Evolving biosynthetic tangos negotiate mechanistic landscapes

Abstract

The dependence of polyketide synthase and terpene cyclase mechanistic adaptation on the chemistry of their oligomeric substrates illuminates a convergent evolutionary strategy for shaping cyclization in these otherwise disparate reactions. Evolution of these enzyme families relies on rhythmic tangos, in which the enzymes and substrates together determine product outcome by negotiating decision networks governing intrinsic and induced chemical reactivities.

Figure 1

Metabolic diversity via divergent intramolecular cyclization. Building blocks, linear oligomeric intermediates and representative uni-, bi- and tricyclic products biosynthesized by two cyclase families are shown. Leaving groups (violet) are exploited for enzyme recognition and reactivity enhancement. Curved arrows indicate alternate initial intramolecular condensations. (a) SCs cyclize FPP, an isoprenoid trimer from primary metabolism, to biosynthesize hundreds of distinct cyclic sesquiterpene hydrocarbons. Some initial intramolecular condensations of FPP-derived carbocations require a prior isomerization event to a cisoid farnesyl cation (arrows marked by *), whereas others proceed by direct attack of the nascent carbocation following ionization. A highlighted isoprene unit (blue) reveals additional rearrangements en route to SC products (see text). (b) PKS IIIs selectively transfer a CoA-thioester–activated starter moiety (blue) to a catalytic cysteine, catalyze iterative polyketide chain extension via decarboxylative condensations with malonyl-CoA and then divergently cyclize the resulting linear oligomeric intermediates to offload products. Subunits of extended polyketide intermediates can undergo keto-enol tautomerization (dashed orange box). Note that the internal symmetry of the THN product obscures the final position of the incorporated starter moiety (blue).

Figure 2

Convergent features of ‘uber-adaptable’ cyclases and their oligomeric substrates. (a) Polymerization involves covalent bond formation between a nucleophile (Nu) and an electrophile (E). Enzymes exploit high-energy bonds tethered to favorable leaving groups (LG) to activate adjacent electrophiles. These moieties also provide convenient chemical handles for modular small-molecule recognition. (b) A generic cyclase is depicted as an orange box. Structural analyses of unrelated PKS IIIs and SCs reveal analogous internal active site cavities lined by amino acid side chains (R), allowing evolving steric control over oligomeric substrate/intermediate conformations leading to alternative juxtapositions of the repetitive and reactive Nu-E pairs.

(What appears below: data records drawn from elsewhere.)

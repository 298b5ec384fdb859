/// Engine - global logger slot for the engine core
///
/// The scene core itself is plain owned data (no singletons); only the
/// active logger is global, so that every module can report through the
/// `engine_*!` macros without threading a logger handle around.

use std::sync::{OnceLock, RwLock};
use std::time::SystemTime;
use crate::log::{Logger, LogEntry, LogSeverity, DefaultLogger};

/// Global logger (initialized lazily with DefaultLogger)
static LOGGER: OnceLock<RwLock<Box<dyn Logger>>> = OnceLock::new();

/// Minimum severity forwarded to the logger
static MIN_SEVERITY: RwLock<LogSeverity> = RwLock::new(LogSeverity::Debug);

fn logger_slot() -> &'static RwLock<Box<dyn Logger>> {
    LOGGER.get_or_init(|| RwLock::new(Box::new(DefaultLogger)))
}

/// Entry point for engine-wide services (currently: logging)
pub struct Engine;

impl Engine {
    /// Set a custom logger
    ///
    /// # Example
    ///
    /// ```no_run
    /// use sns_engine::sns::{Engine, log::{Logger, LogEntry}};
    ///
    /// struct FileLogger;
    /// impl Logger for FileLogger {
    ///     fn log(&self, entry: &LogEntry) {
    ///         // Write to file...
    ///     }
    /// }
    ///
    /// Engine::set_logger(FileLogger);
    /// ```
    pub fn set_logger<L: Logger + 'static>(logger: L) {
        if let Ok(mut lock) = logger_slot().write() {
            *lock = Box::new(logger);
        }
    }

    /// Reset logger to default (DefaultLogger)
    pub fn reset_logger() {
        if let Ok(mut lock) = logger_slot().write() {
            *lock = Box::new(DefaultLogger);
        }
    }

    /// Drop every message below `severity` (default: Debug)
    pub fn set_min_severity(severity: LogSeverity) {
        if let Ok(mut lock) = MIN_SEVERITY.write() {
            *lock = severity;
        }
    }

    /// Current minimum severity
    pub fn min_severity() -> LogSeverity {
        MIN_SEVERITY.read().map(|s| *s).unwrap_or(LogSeverity::Debug)
    }

    /// Internal logging method (for simple logs without file:line)
    ///
    /// Used by macros like engine_info!, engine_warn!, etc.
    pub fn log(severity: LogSeverity, source: &str, message: String) {
        Self::dispatch(LogEntry {
            severity,
            timestamp: SystemTime::now(),
            source: source.to_string(),
            message,
            file: None,
            line: None,
        });
    }

    /// Internal logging method with file:line information (for ERROR logs)
    ///
    /// Used by the engine_error! macro.
    pub fn log_detailed(
        severity: LogSeverity,
        source: &str,
        message: String,
        file: &'static str,
        line: u32,
    ) {
        Self::dispatch(LogEntry {
            severity,
            timestamp: SystemTime::now(),
            source: source.to_string(),
            message,
            file: Some(file),
            line: Some(line),
        });
    }

    fn dispatch(entry: LogEntry) {
        if entry.severity < Self::min_severity() {
            return;
        }
        if let Ok(lock) = logger_slot().read() {
            lock.log(&entry);
        }
    }
}

#[cfg(test)]
#[path = "engine_tests.rs"]
mod tests;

Evolutionary conservation of catalytic machinery (red) for binding and manipulating LGs is also shown.

Figure 3

Biosynthetic tangos in the shade of a branching metabolic diversification tree. The vertical tree represents the accessible product spectrum of a particular cyclase-substrate dance pair and is rooted at the edge of the (enzyme-bound) small-molecule conformational energy landscape. The tree casts its shadow across this uneven dance floor, thus highlighting a corresponding horizontal mechanistic decision network. Multistep negotiation of this network across the dance floor constitutes the ‘biosynthetic tango’ between substrate and enzyme that determines the accessibility of alternative reaction pathways leading to distinct stable products.

Figure 4

Comparison of postcyclization reactions in the SC (left) and PKS III (right) ‘reaction chambers’. Transient intermediates (gold stick models) are modeled in cut-away surface views of the active site cavities (colored by atom type) and surrounding protein (ribbons). (a) Divergent TEAS-catalyzed cyclization of the neutral germacrene A intermediate. Following Mg²⁺-assisted elimination of PP_i (bottom right of active site figure), TEAS forms germacrene A from the initial C1,10 cyclization and deprotonation of the farnesyl cation (see Figure 1). Protonation of germacrene A regenerates a carbocation to launch a new series of electrophilic cyclizations marked by competing alkyl shifts and terminating in alternative quenching via proton elimination. (b) Rapid collapse to aromaticity obscures the intervening stereochemistry of PKS III cyclization intermediates. Modeled is an unstable and proposed cyclic intermediate of the stilbene synthase (STS)-catalyzed tetraketide aldol condensation leading to resveratrol (see Figure 1), viewed from the perspective of the ‘aldol switch’. Also visible are the catalytic cysteine (yellow surface) and the CoA-binding tunnel. Shown below, the coupled elimination of a carboxylate (red) and adjacent hydroxyl group (blue) following the STS-catalyzed aldol condensation reaction.